“Guanacaste Beach”

Originally published in “The Battered Suitcase” (Vagabondage Press)

This one isn’t like the others we’ve seen. No palms, no birds, but the waves are enormous.
No people, no hotels, just the curving expanse of this brown sand, the same brown as the
sky and the dry, leafless trees. The air has a sweet, spicy smell: grass baked for months in
the sun, grass that has almost forgotten it was ever green, grass that even the jaunty cows in
the inland fields won’t eat. Grass the color of the iguanas that dart over the sand, flickers of
movement on this crashing desert beach.

And then there are the shells, those little empty homes. The whorls, the cracks, the
crevices, the spirals, the shells that resemble bodies, the shells that resemble flowers. These
are the ones we find in Guanacaste, Costa Rica: broken conch, white as bone. Smooth
speckled cowries, ridged mollusks, whelks. Delicate cones. Slender olives, the exact color of
my skin. A single, near-perfect sand dollar, thick at the center and thin as paper at the
edges, and printed with lines, that dead body’s map. We pass clusters of snail shells, and
then none for many steps. The smallest, whitest shells are round like moons. If you kneel
down and look close, you’ll see that these shells, shattered by the sea, have made the sand;
in your hand you can hold a million pieces—pink, blue, black, silver, white.

And so the beach isn’t brown; it’s a rainbow, a millennia of shards.

My mother and I pluck the shells we like best from the sand so that soon both of our
pockets are bulging. We try not to let my dad notice; he hates when we go on trips and then
cart things home: shells, stones, pine cones, nuts, leaves. Why do you need all that stuff? He
always asks. You women. And so my mother tells me he doesn’t have to know about the
shells, four Styrofoam cups full so far, that she hides under the hotel bed and will seal in zip
lock bags and stash in the luggage just before we check out. He’ll never have to know, she
tells me now as we stroll the beach, and she wipes the swirling skeleton of a smashed conch
on her shorts and slips it into her pocket.

We walk and walk, and finally the still, brown heat is unbearable, and I just have to
get in the water, I tell my parents, or else I am going to die. Until now, the ocean has seemed
unappealing, better to look at than go in, with the water that’s brown with swirling sand,
and the rock formations that are revealed at low tide. But I don’t care; I’m sweating, these
shells are weighing me down, and the water is right there, so salty and cool. I’ll be careful.

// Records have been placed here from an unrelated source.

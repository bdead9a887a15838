use ratatui::Frame;
use ratatui::layout::{Alignment, Constraint, Direction, Layout, Rect};
use ratatui::style::{Color, Modifier, Style};
use ratatui::text::{Line, Span};
use ratatui::widgets::{Block, BorderType, Borders, Gauge, Paragraph};

use crate::catalog::Tier;
use crate::client::{PackClient, PackInfo, PackStatus};
use crate::kv::KeyValueStore;
use crate::packs::pack_card;

use super::super::{status_text, truncate};

const ACCENT: Color = Color::Rgb(110, 170, 255);
const MUTED: Color = Color::Rgb(185, 195, 210);

pub(super) fn draw_tui<S: KeyValueStore>(
    frame: &mut Frame,
    client: &PackClient<'_, S>,
    selected: usize,
    status: &str,
) {
    let bg = Block::default().style(Style::default().bg(Color::Black));
    frame.render_widget(bg, frame.area());

    let chunks = Layout::default()
        .direction(Direction::Vertical)
        .constraints([
            Constraint::Length(3),
            Constraint::Min(9),
            Constraint::Length(3),
            Constraint::Length(3),
            Constraint::Length(3),
        ])
        .split(frame.area());

    frame.render_widget(header(client), chunks[0]);

    let columns = Layout::default()
        .direction(Direction::Horizontal)
        .constraints([Constraint::Ratio(1, 3); 3])
        .split(chunks[1]);
    for (idx, (tier, info)) in client.packs().enumerate() {
        if let Some(area) = columns.get(idx) {
            draw_card(frame, *area, tier, info, idx == selected);
        }
    }

    let stored = match client.inventory() {
        Some([]) => "nothing stored yet".to_string(),
        Some(packs) => packs.join(", "),
        None => "unknown (press r)".to_string(),
    };
    let inventory = Paragraph::new(Line::from(vec![
        Span::styled("Stores on device: ", Style::default().fg(MUTED)),
        Span::styled(stored, Style::default().fg(Color::Rgb(230, 230, 230))),
    ]))
    .block(panel_block("Inventory"));
    frame.render_widget(inventory, chunks[2]);

    let controls = Paragraph::new(Line::from(Span::styled(
        "↑/↓ select  Enter download/retry  r refresh inventory  q quit",
        Style::default().fg(MUTED),
    )))
    .alignment(Alignment::Center)
    .block(panel_block("Controls"));
    frame.render_widget(controls, chunks[3]);

    let status_widget = Paragraph::new(status.to_string())
        .style(status_style(status))
        .block(panel_block("Status"));
    frame.render_widget(status_widget, chunks[4]);
}

fn header<S: KeyValueStore>(client: &PackClient<'_, S>) -> Paragraph<'static> {
    let worker = match client.worker() {
        Some(worker) => Span::styled(
            format!(
                "worker #{} {} ({})",
                worker.id(),
                worker.state(),
                worker.version()
            ),
            Style::default().fg(Color::Rgb(140, 220, 150)),
        ),
        None => Span::styled("worker unavailable", Style::default().fg(Color::Yellow)),
    };
    Paragraph::new(Line::from(vec![
        Span::styled(
            "LETRAS OFFLINE",
            Style::default().fg(ACCENT).add_modifier(Modifier::BOLD),
        ),
        Span::raw("   "),
        Span::styled("audio packs", Style::default().fg(MUTED)),
        Span::raw("   "),
        worker,
    ]))
    .alignment(Alignment::Center)
    .block(panel_block("Offline"))
}

fn draw_card(frame: &mut Frame, area: Rect, tier: Tier, info: PackInfo, selected: bool) {
    let card = pack_card(tier);
    let mut block = panel_block(tier.label());
    if selected {
        block = block.border_style(Style::default().fg(ACCENT).add_modifier(Modifier::BOLD));
    }
    let inner = block.inner(area);
    frame.render_widget(block, area);

    let rows = Layout::default()
        .direction(Direction::Vertical)
        .constraints([Constraint::Min(3), Constraint::Length(1)])
        .split(inner);

    let width = usize::from(inner.width.max(4));
    let text = vec![
        Line::from(Span::styled(
            truncate(card.description, width),
            Style::default().fg(Color::Rgb(230, 230, 230)),
        )),
        Line::from(Span::styled(
            format!("{} files · {}", info.audio_count, card.size_hint),
            Style::default().fg(MUTED),
        )),
        Line::from(Span::styled(
            status_text(info.status, info.progress),
            pack_status_style(info.status),
        )),
    ];
    frame.render_widget(Paragraph::new(text), rows[0]);

    let gauge = Gauge::default()
        .gauge_style(
            Style::default()
                .fg(gauge_color(info.status))
                .bg(Color::Black)
                .add_modifier(Modifier::BOLD),
        )
        .label(format!("{}%", info.progress))
        .ratio(f64::from(info.progress.min(100)) / 100.0);
    frame.render_widget(gauge, rows[1]);
}

fn panel_block(title: &'static str) -> Block<'static> {
    Block::default()
        .borders(Borders::ALL)
        .border_type(BorderType::Rounded)
        .border_style(Style::default().fg(Color::Rgb(125, 135, 150)))
        .title(title)
}

fn gauge_color(status: PackStatus) -> Color {
    match status {
        PackStatus::Done => Color::Rgb(140, 220, 150),
        PackStatus::Error => Color::Rgb(255, 145, 120),
        PackStatus::Idle | PackStatus::Downloading => Color::Rgb(130, 190, 255),
    }
}

fn pack_status_style(status: PackStatus) -> Style {
    Style::default().fg(gauge_color(status))
}

fn status_style(status: &str) -> Style {
    if status.starts_with("ERROR:") {
        Style::default()
            .fg(Color::Rgb(255, 145, 120))
            .add_modifier(Modifier::BOLD)
    } else {
        Style::default().fg(Color::Rgb(205, 165, 255))
    }
}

I wade in; it takes a long time to get waist-deep. When I turn back, I see that my
father has followed me in; he steps gingerly towards me, towards the rising waves. The
bottom is all sand here, and as I pick my way deeper I start to trust the water more and
more. The waves feel so good, the way they lift me off the ocean floor, splashing in my hair
and onto my skin, cooling me down. My father and I stumble in until the water almost
reaches our shoulders, and then we ride the waves as they crest, in and out, swimming
against the current, getting water in our mouths. We can see my mother, standing on the
shore and shading her eyes with her hand. The waves come; we jump to keep our heads
above them.

I return to the shore, but my father stays in the water. I squeeze out my hair, put on
my cap, and then I watch him swimming there, letting the waves lift his body up and then
set it down again. He is twenty-seven, he is sixteen, he is five. He jumps when the waves
come, he paddles out and rides them in, he lets the water push him around. He is all alone
in that ocean; no birds, just the shells, the hot wind, the cool and blessed spray. He is only
thinking about those waves, the one that will come next, the one that will come after that,
the big one that he can see in the distance.

*

At night, we eat dinner and then walk out onto the beach to look at the water. The
tide is at its lowest point now. Again, my mother waits while my dad and I walk to where
the waves lap and cross over each other. It takes a long time to reach them; the water has
sunk so low since morning. The beach is empty, and even though the resort, with its lighted
pool and its lighted rooms, is right behind us, we are able to see so many stars. The Big
Dipper is to the north and upside down. There is Sirius, my father says. It’s the brightest
star in the sky. We silently admire the Milky Way, set low and bright and cresting the sky.
We clasp our hands behind our backs and inhale. Here are the waves, lit at their
edges by phosphorescence. Here is the Pacific Ocean before us. I am twenty-seven, I am
sixteen, I am five: I am standing in the dark water with my father, looking out.